Giving the people what they didn't know they wanted...


Love this bit in a recent Zadie Smith New York Review of Books piece about libraries and independent bookstores as essential services.
Meanwhile my daughter is running madly through the centre’s esplanade, with another toddler who has the same idea. And then she reverses direction and heads straight for Willesden Green Book Shop, an independent shop that rents space from the council and provides—no matter what Brent Council, the local government for the London borough of Brent, may claim—an essential local service. It is run by Helen. Helen is an essential local person. I would characterize her essentialness in the following way: “Giving the people what they didn’t know they wanted.” Important category. Different from the concept popularized by Mr Murdoch: giving the people what they want. Everyone is by now familiar with the Dirty Digger’s version of the social good—we’ve had thirty years of it. Helen’s version is different and necessarily perpetrated on a far smaller scale.
Helen gives the people of Willesden what they didn’t know they wanted. Smart books, strange books, books about the country they came from, or the one that they’re in. Children’s books with children in them that look at least a bit like the children who are reading them.

                                                                                       (www.juliemorstad.com)

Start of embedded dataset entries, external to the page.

//! Release tools.

use ghtools_protocol::OperationResult;
use serde::{Deserialize, Serialize};
use serde_json::Value;
use tracing::{debug, instrument};

use crate::api::Method;
use crate::tools::{GitHubTools, rejected, repo_path, require, require_repo};

/// A new release.
///
/// # Example
///
/// ```
/// use ghtools_github::NewRelease;
///
/// let release = NewRelease {
///     tag_name: "v1.0.0".to_string(),
///     name: Some("1.0".to_string()),
///     draft: true,
///     ..Default::default()
/// };
/// assert!(!release.prerelease);
/// ```
#[derive(Debug, Clone, Default, PartialEq, Eq, Serialize, Deserialize)]
pub struct NewRelease {
    /// The tag to create or release from.
    pub tag_name: String,
    /// Branch or commit the tag is created from, if the tag does not exist.
    #[serde(default, skip_serializing_if = "Option::is_none")]
    pub target_commitish: Option<String>,
    /// The release title.
    #[serde(default, skip_serializing_if = "Option::is_none")]
    pub name: Option<String>,
    /// Release notes, in Markdown.
    #[serde(default, skip_serializing_if = "Option::is_none")]
    pub body: Option<String>,
    /// Create an unpublished draft.
    #[serde(default)]
    pub draft: bool,
    /// Mark as a pre-release.
    #[serde(default)]
    pub prerelease: bool,
}

impl GitHubTools {
    /// Creates a release.
    #[instrument(skip(self, release), fields(owner = %owner, repo = %repo, tag = %release.tag_name))]
    pub async fn create_release(&self, owner: &str, repo: &str, release: &NewRelease) -> OperationResult<Value> {
        const OPERATION: &str = "create_release";
        if let Err(err) = require_repo(owner, repo).and_then(|()| require("tag_name", &release.tag_name)) {
            return rejected(OPERATION, &err);
        }

        debug!(draft = release.draft, prerelease = release.prerelease, "creating release");
        let path = format!("{}/releases", repo_path(owner, repo));
        self.run_with_body(OPERATION, Method::Post, path, release)
            .await
    }
}
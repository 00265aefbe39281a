//! Issue tools.
//!
//! - [`ListIssuesOptions`]: filtering and pagination for issue listings
//! - [`IssueState`]: filter for issue state (open, closed, or all)
//! - [`GitHubTools::list_issues`]: list issues, excluding pull requests
//! - [`GitHubTools::create_issue`]: open a new issue
//!
//! # Example
//!
//! ```no_run
//! use ghtools_github::{GitHubTools, IssueState, ListIssuesOptions};
//!
//! # async fn example(tools: GitHubTools) {
//! let options = ListIssuesOptions {
//!     state: IssueState::Open,
//!     labels: vec!["bug".to_string()],
//!     per_page: 10,
//! };
//!
//! let result = tools.list_issues("rust-lang", "rust", &options).await;
//! if let Some(issues) = result.data().and_then(|data| data.as_array()) {
//!     println!("Found {} issues", issues.len());
//! }
//! # }
//! ```

use std::fmt;

use ghtools_protocol::OperationResult;
use percent_encoding::{NON_ALPHANUMERIC, utf8_percent_encode};
use serde::{Deserialize, Serialize};
use serde_json::Value;
use tracing::{debug, instrument};

use crate::api::{ApiRequest, Method};
use crate::tools::{GitHubTools, rejected, repo_path, require, require_repo};

/// Options for listing GitHub issues.
///
/// # Example
///
/// ```
/// use ghtools_github::{IssueState, ListIssuesOptions};
///
/// let options = ListIssuesOptions {
///     state: IssueState::All,
///     labels: vec!["enhancement".to_string(), "help wanted".to_string()],
///     per_page: 50,
/// };
/// assert_eq!(
///     options.query(),
///     "state=all&per_page=50&labels=enhancement%2Chelp%20wanted"
/// );
/// ```
#[derive(Debug, Clone, Default, PartialEq, Eq)]
pub struct ListIssuesOptions {
    /// Filter by issue state (default: open).
    pub state: IssueState,
    /// Filter by labels (issues must have ALL these labels).
    pub labels: Vec<String>,
    /// Maximum issues per page (default: 30, max: 100).
    pub per_page: u8,
}

impl ListIssuesOptions {
    /// Returns the effective per_page value, clamped between 1 and 100.
    ///
    /// If `per_page` is 0, returns the default of 30.
    #[must_use]
    pub fn effective_per_page(&self) -> u8 {
        match self.per_page {
            0 => 30,
            n => n.min(100),
        }
    }

    /// Renders the options as a query string, without the leading `?`.
    #[must_use]
    pub fn query(&self) -> String {
        let mut query = format!("state={}&per_page={}", self.state, self.effective_per_page());
        if !self.labels.is_empty() {
            let labels = self.labels.join(",");
            query.push_str("&labels=");
            query.push_str(&utf8_percent_encode(&labels, NON_ALPHANUMERIC).to_string());
        }
        query
    }
}

/// Issue state filter for GitHub API queries.
#[derive(Debug, Clone, Copy, Default, PartialEq, Eq, Serialize, Deserialize)]
#[serde(rename_all = "lowercase")]
pub enum IssueState {
    /// Only open issues (default).
    #[default]
    Open,
    /// Only closed issues.
    Closed,
    /// Both open and closed issues.
    All,
}

impl IssueState {
    /// Returns the value GitHub expects in the `state` parameter.
    #[must_use]
    pub fn as_str(self) -> &'static str {
        match self {
            Self::Open => "open",
            Self::Closed => "closed",
            Self::All => "all",
        }
    }
}

impl fmt::Display for IssueState {
    fn fmt(&self, f: &mut fmt::Formatter<'_>) -> fmt::Result {
        f.write_str(self.as_str())
    }
}

/// A new issue.
#[derive(Debug, Clone, Default, PartialEq, Eq, Serialize, Deserialize)]
pub struct NewIssue {
    /// The issue title.
    pub title: String,
    /// The issue body, in Markdown.
    #[serde(default, skip_serializing_if = "Option::is_none")]
    pub body: Option<String>,
    /// Labels to apply.
    #[serde(default, skip_serializing_if = "Vec::is_empty")]
    pub labels: Vec<String>,
    /// Logins to assign.
    #[serde(default, skip_serializing_if = "Vec::is_empty")]
    pub assignees: Vec<String>,
}

impl GitHubTools {
    /// Lists the issues of a repository.
    ///
    /// GitHub returns pull requests from the issues endpoint too; those are
    /// filtered out.
    #[instrument(skip(self, options), fields(owner = %owner, repo = %repo))]
    pub async fn list_issues(
        &self,
        owner: &str,
        repo: &str,
        options: &ListIssuesOptions,
    ) -> OperationResult<Value> {
        const OPERATION: &str = "list_issues";
        if let Err(err) = require_repo(owner, repo) {
            return rejected(OPERATION, &err);
        }

        debug!(
            state = ?options.state,
            labels = ?options.labels,
            per_page = options.effective_per_page(),
            "listing issues"
        );
        let path = format!("{}/issues?{}", repo_path(owner, repo), options.query());
        self.run(OPERATION, ApiRequest::get(path))
            .await
            .map(without_pull_requests)
    }

    /// Opens a new issue.
    #[instrument(skip(self, issue), fields(owner = %owner, repo = %repo, title = %issue.title))]
    pub async fn create_issue(&self, owner: &str, repo: &str, issue: &NewIssue) -> OperationResult<Value> {
        const OPERATION: &str = "create_issue";
        if let Err(err) = require_repo(owner, repo).and_then(|()| require("title", &issue.title)) {
            return rejected(OPERATION, &err);
        }

        debug!("creating issue");
        let path = format!("{}/issues", repo_path(owner, repo));
        self.run_with_body(OPERATION, Method::Post, path, issue)
            .await
    }
}

/// Drops pull requests from an issue listing.
fn without_pull_requests(issues: Value) -> Value {
    match issues {
        Value::Array(items) => {
            let issues: Vec<_> = items
                .into_iter()
                .filter(|issue| issue.get("pull_request").is_none())
                .collect();
            debug!(count = issues.len(), "listed issues (excluding PRs)");
            Value::Array(issues)
        }
        other => other,
    }
}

She also provides an excellent definition of a well-run library:
All libraries have a different character and setting. Some are primarily for children or primarily for students, or the general public, primarily full of books or microfilms or digitized material or with a cafĂ© in the basement or a market out front. Libraries are not failing “because they are libraries.” Neglected libraries get neglected, and this cycle, in time, provides the excuse to close them. Well-run libraries are filled with people because what a good library offers cannot be easily found elsewhere: an indoor public space in which you do not have to buy anything in order to stay.
I consider myself very lucky to live in a community with a well-run library, staffed by our excellent volunteer librarian, Betty Thibodeau.